L→R 恵梨香(Cho&Gu)、千晶(Vo&Gu)

L→R 恵梨香(Cho&Gu)、千晶(Vo&Gu)

【ひいらぎ】自分たちも楽しんで歌う
ことができた

アニメ『もやしもん リターンズ』のエンディングテーマとして書き下ろされた新曲「最近」。作品の内容に寄り添うことで誕生した同曲は、暗い気持ちをどこかへ吹き飛ばしてくれる不思議なエネルギーを持っている!
取材:ジャガー

シングル「最近」は、鼓笛隊が街を練り歩いていくような楽しげな雰囲気と可愛らしさが詰まった曲になりましたね。

恵梨香
わいわいした雰囲気になればいいなと思って、はい。

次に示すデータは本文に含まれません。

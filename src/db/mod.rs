//! Database module for SQLite persistence
//!
//! Holds users, sessions, tokens, the upload ledger, machines, settings and
//! the event log.

mod schema;

pub use schema::*;

use sqlx::sqlite::{SqliteConnectOptions, SqlitePool, SqlitePoolOptions};
use std::str::FromStr;

/// Create a new database connection pool
pub async fn create_pool(database_url: &str) -> Result<SqlitePool, sqlx::Error> {
    let options = SqliteConnectOptions::from_str(database_url)?
        .create_if_missing(true)
        .journal_mode(sqlx::sqlite::SqliteJournalMode::Wal)
        .synchronous(sqlx::sqlite::SqliteSynchronous::Normal);

    let pool = if database_url.contains(":memory:") {
        // Every connection to `:memory:` opens its own database, so pin one
        SqlitePoolOptions::new()
            .max_connections(1)
            .idle_timeout(None)
            .max_lifetime(None)
            .connect_with(options)
            .await?
    } else {
        SqlitePoolOptions::new()
            .max_connections(5)
            .connect_with(options)
            .await?
    };

    // Run migrations
    initialize_schema(&pool).await?;

    Ok(pool)
}
//! Vessel Server
//!
//! Backup ingestion server: agents authenticate with rotating tokens, check
//! in with heartbeats and push files as resumable multipart uploads onto
//! local disk, S3 or Azure Blob storage.

use std::net::SocketAddr;
use std::time::Duration;

use anyhow::Context;
use tokio::signal;
use tower_http::cors::{Any, CorsLayer};
use tracing_subscriber::{layer::SubscriberExt, util::SubscriberInitExt};

use vessel_server::config::Config;
use vessel_server::db;
use vessel_server::routes;
use vessel_server::state::AppState;
use vessel_server::storage::StorageRegistry;

#[tokio::main]
async fn main() -> anyhow::Result<()> {
    // Initialize tracing
    tracing_subscriber::registry()
        .with(
            tracing_subscriber::EnvFilter::try_from_default_env()
                .unwrap_or_else(|_| "vessel_server=debug,tower_http=debug".into()),
        )
        .with(tracing_subscriber::fmt::layer())
        .init();

    // Load configuration
    if let Err(e) = dotenvy::dotenv() {
        tracing::debug!("No .env file loaded: {}", e);
    }
    let config = Config::from_env();

    tracing::info!("Starting Vessel Server v{}", env!("CARGO_PKG_VERSION"));
    tracing::info!("Default backend: {}", config.uploads.default_backend);
    tracing::info!("Local storage root: {}", config.storage.local.root.display());

    // Initialize database
    let db_pool = db::create_pool(&config.database.url)
        .await
        .context("Failed to initialize database")?;
    tracing::info!("Database initialized at {}", config.database.url);

    // Initialize storage backends
    let storage = StorageRegistry::from_config(&config.storage)
        .await
        .context("Failed to initialize storage backends")?;
    tracing::info!("Storage backends: {:?}", storage.kinds());

    let app_state = AppState::new(config.clone(), db_pool, storage);

    // Background sweep of abandoned uploads, dead tokens and sessions
    let janitor = app_state
        .janitor()
        .start(Duration::from_secs(config.uploads.janitor_interval_secs));

    // Build CORS layer
    let cors = CorsLayer::new()
        .allow_origin(Any)
        .allow_methods(Any)
        .allow_headers(Any);

    let app = routes::router(app_state)
        .context("Invalid route table")?
        .layer(cors);

    // Start server with graceful shutdown
    let addr: SocketAddr = format!("{}:{}", config.server.host, config.server.port)
        .parse()
        .context("Invalid SERVER_HOST/SERVER_PORT")?;
    tracing::info!("Vessel Server listening on {}", addr);

    let listener = tokio::net::TcpListener::bind(addr)
        .await
        .with_context(|| format!("Failed to bind {}", addr))?;

    axum::serve(
        listener,
        app.into_make_service_with_connect_info::<SocketAddr>(),
    )
    .with_graceful_shutdown(shutdown_signal())
    .await
    .context("Server error")?;

    janitor.abort();
    tracing::info!("Server shutdown complete");

    Ok(())
}

/// Graceful shutdown signal handler
async fn shutdown_signal() {
    let ctrl_c = async {
        if let Err(e) = signal::ctrl_c().await {
            tracing::error!("Failed to install Ctrl+C handler: {}", e);
            std::future::pending::<()>().await;
        }
    };

    #[cfg(unix)]
    let terminate = async {
        match signal::unix::signal(signal::unix::SignalKind::terminate()) {
            Ok(mut stream) => {
                stream.recv().await;
            }
            Err(e) => {
                tracing::error!("Failed to install SIGTERM handler: {}", e);
                std::future::pending::<()>().await;
            }
        }
    };

    #[cfg(not(unix))]
    let terminate = std::future::pending::<()>();

    tokio::select! {
        _ = ctrl_c => {
            tracing::info!("Received Ctrl+C, starting graceful shutdown...");
        },
        _ = terminate => {
            tracing::info!("Received SIGTERM, starting graceful shutdown...");
        },
    }
}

まさか自分たちの曲にホーンが入るなんてっていうのがあったので、不思議でしたね。
千晶
いろんな楽器が入っていて、オレスカバンドのSAKIちゃん(Trumpet)、もりこちゃん(Tenor Sax)、ハヤミちゃん(Trombone)にもレコーディングに参加してもらいました。他のアーティストのレコーディングをなかなか観る機会もないので新鮮でしたし、“こういう感じでレコーディングしてるんだ”っていうのを知れて楽しかったです。
恵梨香
今までは主に自分のことばかりを歌ってきてたんですけど、今回はアニメ『もやしもん リターンズ』のエンディングテーマを書いてみませんか?というお話から始まったんで、せっかくだからちゃんと作品に寄り添った内容にしたいと思って、原作を読んだり、DVDを観て、世界観を掴んでいきました。で、『もやしもん』の舞台は農業大学なんですけど、自分は大学に行ってなかったので大学への憧れが強いんですよ。
千晶
キャンパスライフね。
恵梨香
そう! その響きが(笑)。サークルに入ったり、ゼミがどうだとか。しかも、この作品は楽しそうな描写が多いので、同じように楽しそうな曲を書きたいなと思って書きました。なので、どちらかと言えば、今までのひいらぎじゃない感じがするだろうし、今回は歌詞の内容よりも音の響きや言葉遊びを重視して作りました。《小さな冒険に変わる》《時計はチクタク進むけど》とか、選ぶ言葉も違いましたね。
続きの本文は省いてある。